> [Listed entries]:
------------------------
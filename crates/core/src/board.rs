//! Board module - manages the game grid
//!
//! The board is a 10x20 grid of binary cells (occupied or empty).
//! Uses a flat array for cache locality and zero allocation.
//! Coordinates: (x, y) where x ranges 0..9 (left to right), y ranges 0..19 (top to bottom).

use arrayvec::ArrayVec;

use crate::piece::ActivePiece;
use crate::types::{BOARD_HEIGHT, BOARD_WIDTH};

/// Total number of cells on the board
const BOARD_SIZE: usize = (BOARD_WIDTH as usize) * (BOARD_HEIGHT as usize);

/// Row indices removed by one line-clear pass, bottom-most first.
pub type ClearedRows = ArrayVec<u8, { BOARD_HEIGHT as usize }>;

/// The game board - 10 columns x 20 rows using flat array storage
#[derive(Debug, Clone, PartialEq, Eq)]
pub struct Board {
    /// Row-major occupancy (y * WIDTH + x)
    cells: [bool; BOARD_SIZE],
}

impl Board {
    /// Create a new empty board
    pub fn new() -> Self {
        Self {
            cells: [false; BOARD_SIZE],
        }
    }

    #[inline(always)]
    fn index(x: i8, y: i8) -> Option<usize> {
        if x < 0 || x >= BOARD_WIDTH as i8 || y < 0 || y >= BOARD_HEIGHT as i8 {
            return None;
        }
        Some((y as usize) * (BOARD_WIDTH as usize) + (x as usize))
    }

    pub fn width(&self) -> u8 {
        BOARD_WIDTH
    }

    pub fn height(&self) -> u8 {
        BOARD_HEIGHT
    }

    /// Get cell at position (x, y), `None` if out of bounds
    pub fn get(&self, x: i8, y: i8) -> Option<bool> {
        Self::index(x, y).map(|idx| self.cells[idx])
    }

    /// Set cell at position (x, y)
    /// Returns false if out of bounds
    pub fn set(&mut self, x: i8, y: i8, filled: bool) -> bool {
        match Self::index(x, y) {
            Some(idx) => {
                self.cells[idx] = filled;
                true
            }
            None => false,
        }
    }

    /// Whether (x, y) is in bounds and filled.
    ///
    /// Out-of-bounds reads report `false`; bounds are the rules' concern.
    pub fn is_occupied(&self, x: i8, y: i8) -> bool {
        self.get(x, y).unwrap_or(false)
    }

    pub fn is_out_of_bounds(&self, x: i8, y: i8) -> bool {
        Self::index(x, y).is_none()
    }

    /// Check if a row is completely filled
    pub fn is_row_full(&self, y: usize) -> bool {
        if y >= BOARD_HEIGHT as usize {
            return false;
        }
        self.row(y).iter().all(|&c| c)
    }

    fn row(&self, y: usize) -> &[bool] {
        let start = y * BOARD_WIDTH as usize;
        &self.cells[start..start + BOARD_WIDTH as usize]
    }

    /// Number of filled cells on the whole board.
    pub fn filled_count(&self) -> usize {
        self.cells.iter().filter(|&&c| c).count()
    }

    /// Commit a landed piece's cells into the grid.
    ///
    /// The piece must already satisfy the collision predicate at its origin.
    /// Cells above the visible grid are skipped.
    pub fn merge(&mut self, piece: &ActivePiece) {
        for (x, y) in piece.cells() {
            self.set(x, y, true);
        }
    }

    /// Shift every row above `y` down by one and empty row 0.
    fn collapse_row(&mut self, y: usize) {
        let width = BOARD_WIDTH as usize;
        for row in (1..=y).rev() {
            let src_start = (row - 1) * width;
            self.cells
                .copy_within(src_start..src_start + width, row * width);
        }
        self.cells[..width].fill(false);
    }

    /// Remove full rows and compact the rows above them downward.
    ///
    /// Scans bottom to top. After collapsing a full row the same index is
    /// examined again, because the row that slid into it may be full too.
    /// Returns the removed rows as indices into the board before the pass,
    /// bottom-most first.
    pub fn clear_full_rows(&mut self) -> ClearedRows {
        let mut cleared = ClearedRows::new();
        let mut y = BOARD_HEIGHT as usize;

        while y > 0 {
            let row = y - 1;
            if self.is_row_full(row) {
                self.collapse_row(row);
                // Each earlier collapse moved this row down by one.
                cleared.push((row - cleared.len()) as u8);
                continue;
            }
            y -= 1;
        }

        cleared
    }

    /// Remove full rows and return how many were cleared.
    pub fn clear_full_lines(&mut self) -> u32 {
        self.clear_full_rows().len() as u32
    }

    /// Copy occupancy into a row-major 2D grid.
    pub fn write_grid(&self, out: &mut [[bool; BOARD_WIDTH as usize]; BOARD_HEIGHT as usize]) {
        for (y, row) in out.iter_mut().enumerate() {
            row.copy_from_slice(self.row(y));
        }
    }

    pub fn cells(&self) -> &[bool] {
        &self.cells
    }

    /// Clear the entire board
    pub fn clear(&mut self) {
        self.cells.fill(false);
    }

    /// Fill the given rows completely. Handy for building scenarios.
    pub fn fill_rows(&mut self, rows: impl IntoIterator<Item = usize>) {
        for y in rows {
            if y < BOARD_HEIGHT as usize {
                let start = y * BOARD_WIDTH as usize;
                self.cells[start..start + BOARD_WIDTH as usize].fill(true);
            }
        }
    }

    /// Build a board from text rows, `#` for filled, anything else empty.
    ///
    /// Rows are aligned to the bottom of the board; missing rows stay empty.
    pub fn from_rows(rows: &[&str]) -> Self {
        let mut board = Self::new();
        let offset = (BOARD_HEIGHT as usize).saturating_sub(rows.len());
        for (i, line) in rows.iter().take(BOARD_HEIGHT as usize).enumerate() {
            for (x, ch) in line.chars().take(BOARD_WIDTH as usize).enumerate() {
                board.set(x as i8, (offset + i) as i8, ch == '#');
            }
        }
        board
    }
}

impl Default for Board {
    fn default() -> Self {
        Self::new()
    }
}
------------------------
The line containing "const BOARD_SIZE: usize" marks the end: copy exactly every line from the top of the data above down to it, that line included.

> [Your solution]:
filename crates/core/src/board.rs
//! Board module - manages the game grid
//!
//! The board is a 10x20 grid of binary cells (occupied or empty).
//! Uses a flat array for cache locality and zero allocation.
//! Coordinates: (x, y) where x ranges 0..9 (left to right), y ranges 0..19 (top to bottom).

use arrayvec::ArrayVec;

use crate::piece::ActivePiece;
use crate::types::{BOARD_HEIGHT, BOARD_WIDTH};

/// Total number of cells on the board
const BOARD_SIZE: usize = (BOARD_WIDTH as usize) * (BOARD_HEIGHT as usize);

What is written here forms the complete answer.